--- START ---
// src/cli.rs

//! CLI argument parsing using `clap`.

use std::path::PathBuf;

use clap::{Parser, ValueEnum};

/// Command-line arguments for `localfn`.
#[derive(Debug, Clone, Parser)]
#[command(
    name = "localfn",
    version,
    about = "Build, run and live-reload serverless functions locally.",
    long_about = None
)]
pub struct CliArgs {
    /// Project root containing the manifest.
    #[arg(long, value_name = "DIR", default_value = ".")]
    pub root: PathBuf,

    /// Manifest file name, relative to the root.
    #[arg(long, value_name = "PATH", default_value = crate::config::MANIFEST_FILE)]
    pub config: PathBuf,

    /// Only build/run/watch the function with this id.
    #[arg(long, value_name = "ID")]
    pub function: Option<String>,

    /// Build every function once and exit; no processes are started.
    #[arg(long)]
    pub once: bool,

    /// Logging level (error, warn, info, debug, trace).
    ///
    /// If omitted, `LOCALFN_LOG` or a default level will be used.
    #[arg(long, value_enum, value_name = "LEVEL")]
    pub log_level: Option<LogLevel>,

    /// Resolve and print build/run/watch instructions without executing
    /// anything.
    #[arg(long)]
    pub dry_run: bool,
}

/// Log level as exposed on the CLI.
#[derive(Debug, Copy, Clone, ValueEnum)]
pub enum LogLevel {
    Error,
    Warn,
    Info,
    Debug,
    Trace,
}

/// Convenience wrapper around `CliArgs::parse()`.
pub fn parse() -> CliArgs {
    CliArgs::parse()
}
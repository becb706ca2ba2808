// src/runtime/node.rs

//! Node.js family (`node*`).
//!
//! The handler names a file without its extension (`src/index.handler`), so
//! the entry file is found by probing [`CANDIDATE_EXTENSIONS`] in order.

use std::path::PathBuf;

use crate::errors::{LocalFnError, Result};
use crate::instructions::{Command, InstructionSet, WatchSpec};
use crate::runtime::{path_arg, source_glob, HandlerPath, RuntimeContext, RuntimeFamily};
use crate::types::FunctionDeclaration;

/// Probe order for the entry file.
pub const CANDIDATE_EXTENSIONS: [&str; 4] = ["ts", "tsx", "js", "jsx"];

/// Modules provided by the execution environment; never bundled.
pub const EXTERNAL_MODULES: [&str; 4] = ["pg", "deasync", "kysely", "aws-sdk"];

const ESBUILD: &str = "./node_modules/.bin/esbuild";
const DEFAULT_TARGET: &str = "node14";

pub fn instructions(decl: &FunctionDeclaration, ctx: &RuntimeContext) -> Result<InstructionSet> {
    let entry = HandlerPath::parse(&decl.handler);
    let file = resolve_entry_file(decl, &entry, ctx)?;
    let target = ctx
        .artifacts
        .artifact_path(&decl.root, &entry.dir.join(format!("{}.js", entry.stem)));

    let build = Command::new(ESBUILD)
        .arg("--bundle")
        .args(EXTERNAL_MODULES.iter().map(|m| format!("--external:{m}")))
        .args(["--format=cjs", "--sourcemap", "--platform=node"])
        .arg(format!("--target={}", esbuild_target(&decl.runtime)))
        .arg(format!("--outfile={}", path_arg(&target)))
        .arg(path_arg(&decl.src_path.join(&file)));

    // The runtime interface client selects the export from the "extension".
    let run = Command::new("npx")
        .arg("aws-lambda-ric")
        .arg(path_arg(&target.with_extension(&entry.symbol)))
        .env("AWS_LAMBDA_NODEJS_USE_ALTERNATIVE_CLIENT_1", "true");

    let include = CANDIDATE_EXTENSIONS
        .iter()
        .map(|ext| source_glob(&decl.src_path, &format!("**/*.{ext}")))
        .collect();

    Ok(InstructionSet {
        build: Some(build),
        run,
        watch: WatchSpec {
            include,
            exclude: Vec::new(),
        },
    })
}

/// First candidate (relative to `src_path`) that is a regular file.
fn resolve_entry_file(
    decl: &FunctionDeclaration,
    entry: &HandlerPath,
    ctx: &RuntimeContext,
) -> Result<PathBuf> {
    let candidates: Vec<PathBuf> = CANDIDATE_EXTENSIONS
        .iter()
        .map(|ext| entry.dir.join(format!("{}.{ext}", entry.stem)))
        .collect();

    candidates
        .iter()
        .find(|file| ctx.fs.is_file(&decl.src_path.join(file)))
        .cloned()
        .ok_or_else(|| LocalFnError::HandlerNotFound {
            function: decl.id.clone(),
            src_path: decl.src_path.clone(),
            candidates: candidates.iter().map(|c| path_arg(c)).collect(),
        })
}

/// esbuild `--target` for a runtime identifier: `node18.x` -> `node18`.
fn esbuild_target(runtime: &str) -> String {
    let major: String = RuntimeFamily::Node
        .version_suffix(runtime)
        .chars()
        .take_while(char::is_ascii_digit)
        .collect();
    if major.is_empty() {
        DEFAULT_TARGET.to_string()
    } else {
        format!("node{major}")
    }
}
// src/main.rs

use localfn::{cli, logging, run};

#[tokio::main]
async fn main() {
    if let Err(err) = run_main().await {
        eprintln!("localfn error: {err:?}");
        std::process::exit(1);
    }
}

async fn run_main() -> anyhow::Result<()> {
    let args = cli::parse();
    logging::init_logging(args.log_level)?;
    run(args).await
}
--- END ---
● **The task**
Whenever "const" occurs in a line above, copy that line.

● **Exercise answer**
pub const CANDIDATE_EXTENSIONS: [&str; 4] = ["ts", "tsx", "js", "jsx"];
pub const EXTERNAL_MODULES: [&str; 4] = ["pg", "deasync", "kysely", "aws-sdk"];
const ESBUILD: &str = "./node_modules/.bin/esbuild";
const DEFAULT_TARGET: &str = "node14";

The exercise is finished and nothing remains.